Provided records:

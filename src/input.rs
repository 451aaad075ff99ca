/// Keyboard camera controller
///
/// Converts held keys into velocities on the controlled entity's move and rotate
/// components; the movement system does the actual integration.

use std::collections::HashSet;

use glam::Vec3;
use winit::keyboard::KeyCode;

use crate::config::InputConfigData;
use crate::ecs::components::{MoveComponent, RotateComponent, TransformComponent};
use crate::ecs::{EcsError, Entity, EntityManager};

/// Source of held-key state
pub trait KeyboardState {
    fn is_pressed(&self, key: KeyCode) -> bool;
}

impl KeyboardState for HashSet<KeyCode> {
    fn is_pressed(&self, key: KeyCode) -> bool {
        self.contains(&key)
    }
}

#[derive(Debug, Clone, Copy, PartialEq, Eq)]
pub struct KeyMappings {
    pub move_left: KeyCode,
    pub move_right: KeyCode,
    pub move_forward: KeyCode,
    pub move_backward: KeyCode,
    pub move_up: KeyCode,
    pub move_down: KeyCode,
    pub look_left: KeyCode,
    pub look_right: KeyCode,
    pub look_up: KeyCode,
    pub look_down: KeyCode,
}

impl Default for KeyMappings {
    fn default() -> Self {
        Self {
            move_left: KeyCode::KeyA,
            move_right: KeyCode::KeyD,
            move_forward: KeyCode::KeyW,
            move_backward: KeyCode::KeyS,
            move_up: KeyCode::KeyE,
            move_down: KeyCode::KeyQ,
            look_left: KeyCode::ArrowLeft,
            look_right: KeyCode::ArrowRight,
            look_up: KeyCode::ArrowUp,
            look_down: KeyCode::ArrowDown,
        }
    }
}

#[derive(Debug, Clone)]
pub struct InputController {
    pub keys: KeyMappings,
    pub move_speed: f32,
    pub look_speed: f32,
}

impl Default for InputController {
    fn default() -> Self {
        Self::new(&InputConfigData::default())
    }
}

impl InputController {
    pub fn new(config: &InputConfigData) -> Self {
        Self {
            keys: KeyMappings::default(),
            move_speed: config.move_speed,
            look_speed: config.look_speed,
        }
    }

    /// Whether `entity` has everything [`update`](Self::update) needs
    pub fn can_control(entities: &EntityManager, entity: Entity) -> bool {
        entities.has_component::<TransformComponent>(entity)
            && entities.has_component::<MoveComponent>(entity)
            && entities.has_component::<RotateComponent>(entity)
    }

    /// Set velocities on `entity` from the held keys. With no key held both velocities
    /// are zeroed.
    pub fn update(
        &self,
        keyboard: &dyn KeyboardState,
        entities: &mut EntityManager,
        entity: Entity,
    ) -> Result<(), EcsError> {
        let yaw = entities.get_component::<TransformComponent>(entity)?.rotation.y;

        let mut rotate = Vec3::ZERO;
        if keyboard.is_pressed(self.keys.look_right) {
            rotate.y += 1.0;
        }
        if keyboard.is_pressed(self.keys.look_left) {
            rotate.y -= 1.0;
        }
        if keyboard.is_pressed(self.keys.look_up) {
            rotate.x += 1.0;
        }
        if keyboard.is_pressed(self.keys.look_down) {
            rotate.x -= 1.0;
        }

        let forward = Vec3::new(yaw.sin(), 0.0, yaw.cos());
        let right = Vec3::new(forward.z, 0.0, -forward.x);
        let up = Vec3::NEG_Y;

        let mut direction = Vec3::ZERO;
        for (key, step) in [
            (self.keys.move_forward, forward),
            (self.keys.move_backward, -forward),
            (self.keys.move_right, right),
            (self.keys.move_left, -right),
            (self.keys.move_up, up),
            (self.keys.move_down, -up),
        ] {
            if keyboard.is_pressed(key) {
                direction += step;
            }
        }

        entities.get_component_mut::<RotateComponent>(entity)?.velocity =
            self.look_speed * rotate.normalize_or_zero();
        entities.get_component_mut::<MoveComponent>(entity)?.velocity =
            self.move_speed * direction.normalize_or_zero();
        Ok(())
    }
}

Work order:
Print the records again in their entirety, character for character.

Reply:
filename src/input.rs
repository 451aaad075ff99ca
/// Keyboard camera controller
///
/// Converts held keys into velocities on the controlled entity's move and rotate
/// components; the movement system does the actual integration.

use std::collections::HashSet;

use glam::Vec3;
use winit::keyboard::KeyCode;

use crate::config::InputConfigData;
use crate::ecs::components::{MoveComponent, RotateComponent, TransformComponent};
use crate::ecs::{EcsError, Entity, EntityManager};

/// Source of held-key state
pub trait KeyboardState {
    fn is_pressed(&self, key: KeyCode) -> bool;
}

impl KeyboardState for HashSet<KeyCode> {
    fn is_pressed(&self, key: KeyCode) -> bool {
        self.contains(&key)
    }
}

#[derive(Debug, Clone, Copy, PartialEq, Eq)]
pub struct KeyMappings {
    pub move_left: KeyCode,
    pub move_right: KeyCode,
    pub move_forward: KeyCode,
    pub move_backward: KeyCode,
    pub move_up: KeyCode,
    pub move_down: KeyCode,
    pub look_left: KeyCode,
    pub look_right: KeyCode,
    pub look_up: KeyCode,
    pub look_down: KeyCode,
}

impl Default for KeyMappings {
    fn default() -> Self {
        Self {
            move_left: KeyCode::KeyA,
            move_right: KeyCode::KeyD,
            move_forward: KeyCode::KeyW,
            move_backward: KeyCode::KeyS,
            move_up: KeyCode::KeyE,
            move_down: KeyCode::KeyQ,
            look_left: KeyCode::ArrowLeft,
            look_right: KeyCode::ArrowRight,
            look_up: KeyCode::ArrowUp,
            look_down: KeyCode::ArrowDown,
        }
    }
}

#[derive(Debug, Clone)]
pub struct InputController {
    pub keys: KeyMappings,
    pub move_speed: f32,
    pub look_speed: f32,
}

impl Default for InputController {
    fn default() -> Self {
        Self::new(&InputConfigData::default())
    }
}

impl InputController {
    pub fn new(config: &InputConfigData) -> Self {
        Self {
            keys: KeyMappings::default(),
            move_speed: config.move_speed,
            look_speed: config.look_speed,
        }
    }

    /// Whether `entity` has everything [`update`](Self::update) needs
    pub fn can_control(entities: &EntityManager, entity: Entity) -> bool {
        entities.has_component::<TransformComponent>(entity)
            && entities.has_component::<MoveComponent>(entity)
            && entities.has_component::<RotateComponent>(entity)
    }

    /// Set velocities on `entity` from the held keys. With no key held both velocities
    /// are zeroed.
    pub fn update(
        &self,
        keyboard: &dyn KeyboardState,
        entities: &mut EntityManager,
        entity: Entity,
    ) -> Result<(), EcsError> {
        let yaw = entities.get_component::<TransformComponent>(entity)?.rotation.y;

        let mut rotate = Vec3::ZERO;
        if keyboard.is_pressed(self.keys.look_right) {
            rotate.y += 1.0;
        }
        if keyboard.is_pressed(self.keys.look_left) {
            rotate.y -= 1.0;
        }
        if keyboard.is_pressed(self.keys.look_up) {
            rotate.x += 1.0;
        }
        if keyboard.is_pressed(self.keys.look_down) {
            rotate.x -= 1.0;
        }

        let forward = Vec3::new(yaw.sin(), 0.0, yaw.cos());
        let right = Vec3::new(forward.z, 0.0, -forward.x);
        let up = Vec3::NEG_Y;

        let mut direction = Vec3::ZERO;
        for (key, step) in [
            (self.keys.move_forward, forward),
            (self.keys.move_backward, -forward),
            (self.keys.move_right, right),
            (self.keys.move_left, -right),
            (self.keys.move_up, up),
            (self.keys.move_down, -up),
        ] {
            if keyboard.is_pressed(key) {
                direction += step;
            }
        }

        entities.get_component_mut::<RotateComponent>(entity)?.velocity =
            self.look_speed * rotate.normalize_or_zero();
        entities.get_component_mut::<MoveComponent>(entity)?.velocity =
            self.move_speed * direction.normalize_or_zero();
        Ok(())
    }
}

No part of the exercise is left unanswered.